Give back the data below exactly as it was given.

◆ ◆ ◆ ◆

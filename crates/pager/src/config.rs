/*
 *  Copyright 2025-2026 Colliery Software
 *
 *  Licensed under the Apache License, Version 2.0 (the "License");
 *  you may not use this file except in compliance with the License.
 *  You may obtain a copy of the License at
 *
 *      http://www.apache.org/licenses/LICENSE-2.0
 *
 *  Unless required by applicable law or agreed to in writing, software
 *  distributed under the License is distributed on an "AS IS" BASIS,
 *  WITHOUT WARRANTIES OR CONDITIONS OF ANY KIND, either express or implied.
 *  See the License for the specific language governing permissions and
 *  limitations under the License.
 */

//! Configuration types for the dispatch engine.
//!
//! # Construction
//!
//! ```rust
//! use pager::config::{DispatchConfig, FanoutPolicy};
//! use std::time::Duration;
//!
//! let config = DispatchConfig::builder()
//!     .connect_max_attempts(10)
//!     .connect_interval(Duration::from_secs(2))
//!     .fanout_policy(FanoutPolicy::ContinueAndAggregate)
//!     .build();
//! assert_eq!(config.retry_policy().max_attempts(), 10);
//! ```

use serde::{Deserialize, Serialize};
use std::time::Duration;

/// Default channel published by the task insert trigger.
pub const DEFAULT_TASK_CHANNEL: &str = "tasks_channel";
/// Default channel published by the notification insert trigger.
pub const DEFAULT_NOTIFICATION_CHANNEL: &str = "notifications_channel";

/// How the wait between connection attempts grows.
#[derive(Debug, Clone, Copy, PartialEq)]
pub enum Backoff {
    /// Same interval before every retry.
    Fixed,
    /// `interval * multiplier^(n-1)` before the n-th retry, capped at `max_interval`.
    Exponential {
        multiplier: f64,
        max_interval: Duration,
    },
}

/// Bounded retry used by the connection guard.
#[derive(Debug, Clone, PartialEq)]
pub struct RetryPolicy {
    max_attempts: u32,
    interval: Duration,
    backoff: Backoff,
}

impl RetryPolicy {
    pub const DEFAULT_MAX_ATTEMPTS: u32 = 5;
    pub const DEFAULT_INTERVAL: Duration = Duration::from_secs(5);

    /// Fixed-interval policy. `max_attempts` is clamped to at least one.
    pub fn fixed(max_attempts: u32, interval: Duration) -> Self {
        Self {
            max_attempts: max_attempts.max(1),
            interval,
            backoff: Backoff::Fixed,
        }
    }

    pub fn with_backoff(mut self, backoff: Backoff) -> Self {
        self.backoff = backoff;
        self
    }

    pub fn max_attempts(&self) -> u32 {
        self.max_attempts
    }

    pub fn interval(&self) -> Duration {
        self.interval
    }

    pub fn backoff(&self) -> Backoff {
        self.backoff
    }

    /// Wait before the retry that follows failed attempt number `attempt` (1-indexed).
    pub fn delay_after(&self, attempt: u32) -> Duration {
        match self.backoff {
            Backoff::Fixed => self.interval,
            Backoff::Exponential {
                multiplier,
                max_interval,
            } => {
                let exponent = attempt.saturating_sub(1).min(i32::MAX as u32) as i32;
                let secs = self.interval.as_secs_f64() * multiplier.max(1.0).powi(exponent);
                if !secs.is_finite() || secs >= max_interval.as_secs_f64() {
                    max_interval
                } else {
                    Duration::from_secs_f64(secs)
                }
            }
        }
    }
}

impl Default for RetryPolicy {
    fn default() -> Self {
        Self::fixed(Self::DEFAULT_MAX_ATTEMPTS, Self::DEFAULT_INTERVAL)
    }
}

/// What the fan-out processor does when one delivery hard-fails.
#[derive(Debug, Clone, Copy, PartialEq, Eq, Default, Serialize, Deserialize)]
#[serde(rename_all = "snake_case")]
pub enum FanoutPolicy {
    /// Mark the notification failed and skip the remaining endpoints.
    #[default]
    FailFast,
    /// Attempt every endpoint, then mark the notification failed if any
    /// delivery failed.
    ContinueAndAggregate,
}

/// Whether processors take exclusive ownership of a row before working on it.
#[derive(Debug, Clone, Copy, PartialEq, Eq, Default, Serialize, Deserialize)]
#[serde(rename_all = "snake_case")]
pub enum ClaimMode {
    /// Every subscriber instance processes every event it receives.
    #[default]
    Broadcast,
    /// The pending -> processing write is conditional; an instance that loses
    /// the race skips the event.
    Exclusive,
}

/// Configuration for the channel workers and processors.
#[derive(Debug, Clone)]
pub struct DispatchConfig {
    task_channel: String,
    notification_channel: String,
    retry_policy: RetryPolicy,
    delivery_timeout: Duration,
    fanout_policy: FanoutPolicy,
    claim_mode: ClaimMode,
    restart_on_disconnect: bool,
}

impl DispatchConfig {
    pub fn builder() -> DispatchConfigBuilder {
        DispatchConfigBuilder::default()
    }

    pub fn task_channel(&self) -> &str {
        &self.task_channel
    }

    pub fn notification_channel(&self) -> &str {
        &self.notification_channel
    }

    /// Retry policy for the connection guard.
    pub fn retry_policy(&self) -> &RetryPolicy {
        &self.retry_policy
    }

    /// Deadline for a single push delivery.
    pub fn delivery_timeout(&self) -> Duration {
        self.delivery_timeout
    }

    pub fn fanout_policy(&self) -> FanoutPolicy {
        self.fanout_policy
    }

    pub fn claim_mode(&self) -> ClaimMode {
        self.claim_mode
    }

    /// Whether a worker opens a fresh subscriber after its listen connection closes.
    pub fn restart_on_disconnect(&self) -> bool {
        self.restart_on_disconnect
    }
}

impl Default for DispatchConfig {
    fn default() -> Self {
        DispatchConfigBuilder::default().build()
    }
}

/// Builder for [`DispatchConfig`].
#[derive(Debug, Clone)]
pub struct DispatchConfigBuilder {
    config: DispatchConfig,
}

impl Default for DispatchConfigBuilder {
    fn default() -> Self {
        Self {
            config: DispatchConfig {
                task_channel: DEFAULT_TASK_CHANNEL.to_string(),
                notification_channel: DEFAULT_NOTIFICATION_CHANNEL.to_string(),
                retry_policy: RetryPolicy::default(),
                delivery_timeout: Duration::from_secs(30),
                fanout_policy: FanoutPolicy::default(),
                claim_mode: ClaimMode::default(),
                restart_on_disconnect: true,
            },
        }
    }
}

impl DispatchConfigBuilder {
    pub fn task_channel(mut self, channel: impl Into<String>) -> Self {
        self.config.task_channel = channel.into();
        self
    }

    pub fn notification_channel(mut self, channel: impl Into<String>) -> Self {
        self.config.notification_channel = channel.into();
        self
    }

    pub fn retry_policy(mut self, policy: RetryPolicy) -> Self {
        self.config.retry_policy = policy;
        self
    }

    pub fn connect_max_attempts(mut self, attempts: u32) -> Self {
        let policy = &self.config.retry_policy;
        self.config.retry_policy =
            RetryPolicy::fixed(attempts, policy.interval()).with_backoff(policy.backoff());
        self
    }

    pub fn connect_interval(mut self, interval: Duration) -> Self {
        let policy = &self.config.retry_policy;
        self.config.retry_policy =
            RetryPolicy::fixed(policy.max_attempts(), interval).with_backoff(policy.backoff());
        self
    }

    pub fn connect_backoff(mut self, backoff: Backoff) -> Self {
        self.config.retry_policy = self.config.retry_policy.with_backoff(backoff);
        self
    }

    pub fn delivery_timeout(mut self, timeout: Duration) -> Self {
        self.config.delivery_timeout = timeout;
        self
    }

    pub fn fanout_policy(mut self, policy: FanoutPolicy) -> Self {
        self.config.fanout_policy = policy;
        self
    }

    pub fn claim_mode(mut self, mode: ClaimMode) -> Self {
        self.config.claim_mode = mode;
        self
    }

    pub fn restart_on_disconnect(mut self, restart: bool) -> Self {
        self.config.restart_on_disconnect = restart;
        self
    }

    pub fn build(self) -> DispatchConfig {
        self.config
    }
}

◆ ◆ ◆ ◆

(Written reply):
filename crates/pager/src/config.rs
/*
 *  Copyright 2025-2026 Colliery Software
 *
 *  Licensed under the Apache License, Version 2.0 (the "License");
 *  you may not use this file except in compliance with the License.
 *  You may obtain a copy of the License at
 *
 *      http://www.apache.org/licenses/LICENSE-2.0
 *
 *  Unless required by applicable law or agreed to in writing, software
 *  distributed under the License is distributed on an "AS IS" BASIS,
 *  WITHOUT WARRANTIES OR CONDITIONS OF ANY KIND, either express or implied.
 *  See the License for the specific language governing permissions and
 *  limitations under the License.
 */

//! Configuration types for the dispatch engine.
//!
//! # Construction
//!
//! ```rust
//! use pager::config::{DispatchConfig, FanoutPolicy};
//! use std::time::Duration;
//!
//! let config = DispatchConfig::builder()
//!     .connect_max_attempts(10)
//!     .connect_interval(Duration::from_secs(2))
//!     .fanout_policy(FanoutPolicy::ContinueAndAggregate)
//!     .build();
//! assert_eq!(config.retry_policy().max_attempts(), 10);
//! ```

use serde::{Deserialize, Serialize};
use std::time::Duration;

/// Default channel published by the task insert trigger.
pub const DEFAULT_TASK_CHANNEL: &str = "tasks_channel";
/// Default channel published by the notification insert trigger.
pub const DEFAULT_NOTIFICATION_CHANNEL: &str = "notifications_channel";

/// How the wait between connection attempts grows.
#[derive(Debug, Clone, Copy, PartialEq)]
pub enum Backoff {
    /// Same interval before every retry.
    Fixed,
    /// `interval * multiplier^(n-1)` before the n-th retry, capped at `max_interval`.
    Exponential {
        multiplier: f64,
        max_interval: Duration,
    },
}

/// Bounded retry used by the connection guard.
#[derive(Debug, Clone, PartialEq)]
pub struct RetryPolicy {
    max_attempts: u32,
    interval: Duration,
    backoff: Backoff,
}

impl RetryPolicy {
    pub const DEFAULT_MAX_ATTEMPTS: u32 = 5;
    pub const DEFAULT_INTERVAL: Duration = Duration::from_secs(5);

    /// Fixed-interval policy. `max_attempts` is clamped to at least one.
    pub fn fixed(max_attempts: u32, interval: Duration) -> Self {
        Self {
            max_attempts: max_attempts.max(1),
            interval,
            backoff: Backoff::Fixed,
        }
    }

    pub fn with_backoff(mut self, backoff: Backoff) -> Self {
        self.backoff = backoff;
        self
    }

    pub fn max_attempts(&self) -> u32 {
        self.max_attempts
    }

    pub fn interval(&self) -> Duration {
        self.interval
    }

    pub fn backoff(&self) -> Backoff {
        self.backoff
    }

    /// Wait before the retry that follows failed attempt number `attempt` (1-indexed).
    pub fn delay_after(&self, attempt: u32) -> Duration {
        match self.backoff {
            Backoff::Fixed => self.interval,
            Backoff::Exponential {
                multiplier,
                max_interval,
            } => {
                let exponent = attempt.saturating_sub(1).min(i32::MAX as u32) as i32;
                let secs = self.interval.as_secs_f64() * multiplier.max(1.0).powi(exponent);
                if !secs.is_finite() || secs >= max_interval.as_secs_f64() {
                    max_interval
                } else {
                    Duration::from_secs_f64(secs)
                }
            }
        }
    }
}

impl Default for RetryPolicy {
    fn default() -> Self {
        Self::fixed(Self::DEFAULT_MAX_ATTEMPTS, Self::DEFAULT_INTERVAL)
    }
}

/// What the fan-out processor does when one delivery hard-fails.
#[derive(Debug, Clone, Copy, PartialEq, Eq, Default, Serialize, Deserialize)]
#[serde(rename_all = "snake_case")]
pub enum FanoutPolicy {
    /// Mark the notification failed and skip the remaining endpoints.
    #[default]
    FailFast,
    /// Attempt every endpoint, then mark the notification failed if any
    /// delivery failed.
    ContinueAndAggregate,
}

/// Whether processors take exclusive ownership of a row before working on it.
#[derive(Debug, Clone, Copy, PartialEq, Eq, Default, Serialize, Deserialize)]
#[serde(rename_all = "snake_case")]
pub enum ClaimMode {
    /// Every subscriber instance processes every event it receives.
    #[default]
    Broadcast,
    /// The pending -> processing write is conditional; an instance that loses
    /// the race skips the event.
    Exclusive,
}

/// Configuration for the channel workers and processors.
#[derive(Debug, Clone)]
pub struct DispatchConfig {
    task_channel: String,
    notification_channel: String,
    retry_policy: RetryPolicy,
    delivery_timeout: Duration,
    fanout_policy: FanoutPolicy,
    claim_mode: ClaimMode,
    restart_on_disconnect: bool,
}

impl DispatchConfig {
    pub fn builder() -> DispatchConfigBuilder {
        DispatchConfigBuilder::default()
    }

    pub fn task_channel(&self) -> &str {
        &self.task_channel
    }

    pub fn notification_channel(&self) -> &str {
        &self.notification_channel
    }

    /// Retry policy for the connection guard.
    pub fn retry_policy(&self) -> &RetryPolicy {
        &self.retry_policy
    }

    /// Deadline for a single push delivery.
    pub fn delivery_timeout(&self) -> Duration {
        self.delivery_timeout
    }

    pub fn fanout_policy(&self) -> FanoutPolicy {
        self.fanout_policy
    }

    pub fn claim_mode(&self) -> ClaimMode {
        self.claim_mode
    }

    /// Whether a worker opens a fresh subscriber after its listen connection closes.
    pub fn restart_on_disconnect(&self) -> bool {
        self.restart_on_disconnect
    }
}

impl Default for DispatchConfig {
    fn default() -> Self {
        DispatchConfigBuilder::default().build()
    }
}

/// Builder for [`DispatchConfig`].
#[derive(Debug, Clone)]
pub struct DispatchConfigBuilder {
    config: DispatchConfig,
}

impl Default for DispatchConfigBuilder {
    fn default() -> Self {
        Self {
            config: DispatchConfig {
                task_channel: DEFAULT_TASK_CHANNEL.to_string(),
                notification_channel: DEFAULT_NOTIFICATION_CHANNEL.to_string(),
                retry_policy: RetryPolicy::default(),
                delivery_timeout: Duration::from_secs(30),
                fanout_policy: FanoutPolicy::default(),
                claim_mode: ClaimMode::default(),
                restart_on_disconnect: true,
            },
        }
    }
}

impl DispatchConfigBuilder {
    pub fn task_channel(mut self, channel: impl Into<String>) -> Self {
        self.config.task_channel = channel.into();
        self
    }

    pub fn notification_channel(mut self, channel: impl Into<String>) -> Self {
        self.config.notification_channel = channel.into();
        self
    }

    pub fn retry_policy(mut self, policy: RetryPolicy) -> Self {
        self.config.retry_policy = policy;
        self
    }

    pub fn connect_max_attempts(mut self, attempts: u32) -> Self {
        let policy = &self.config.retry_policy;
        self.config.retry_policy =
            RetryPolicy::fixed(attempts, policy.interval()).with_backoff(policy.backoff());
        self
    }

    pub fn connect_interval(mut self, interval: Duration) -> Self {
        let policy = &self.config.retry_policy;
        self.config.retry_policy =
            RetryPolicy::fixed(policy.max_attempts(), interval).with_backoff(policy.backoff());
        self
    }

    pub fn connect_backoff(mut self, backoff: Backoff) -> Self {
        self.config.retry_policy = self.config.retry_policy.with_backoff(backoff);
        self
    }

    pub fn delivery_timeout(mut self, timeout: Duration) -> Self {
        self.config.delivery_timeout = timeout;
        self
    }

    pub fn fanout_policy(mut self, policy: FanoutPolicy) -> Self {
        self.config.fanout_policy = policy;
        self
    }

    pub fn claim_mode(mut self, mode: ClaimMode) -> Self {
        self.config.claim_mode = mode;
        self
    }

    pub fn restart_on_disconnect(mut self, restart: bool) -> Self {
        self.config.restart_on_disconnect = restart;
        self
    }

    pub fn build(self) -> DispatchConfig {
        self.config
    }
}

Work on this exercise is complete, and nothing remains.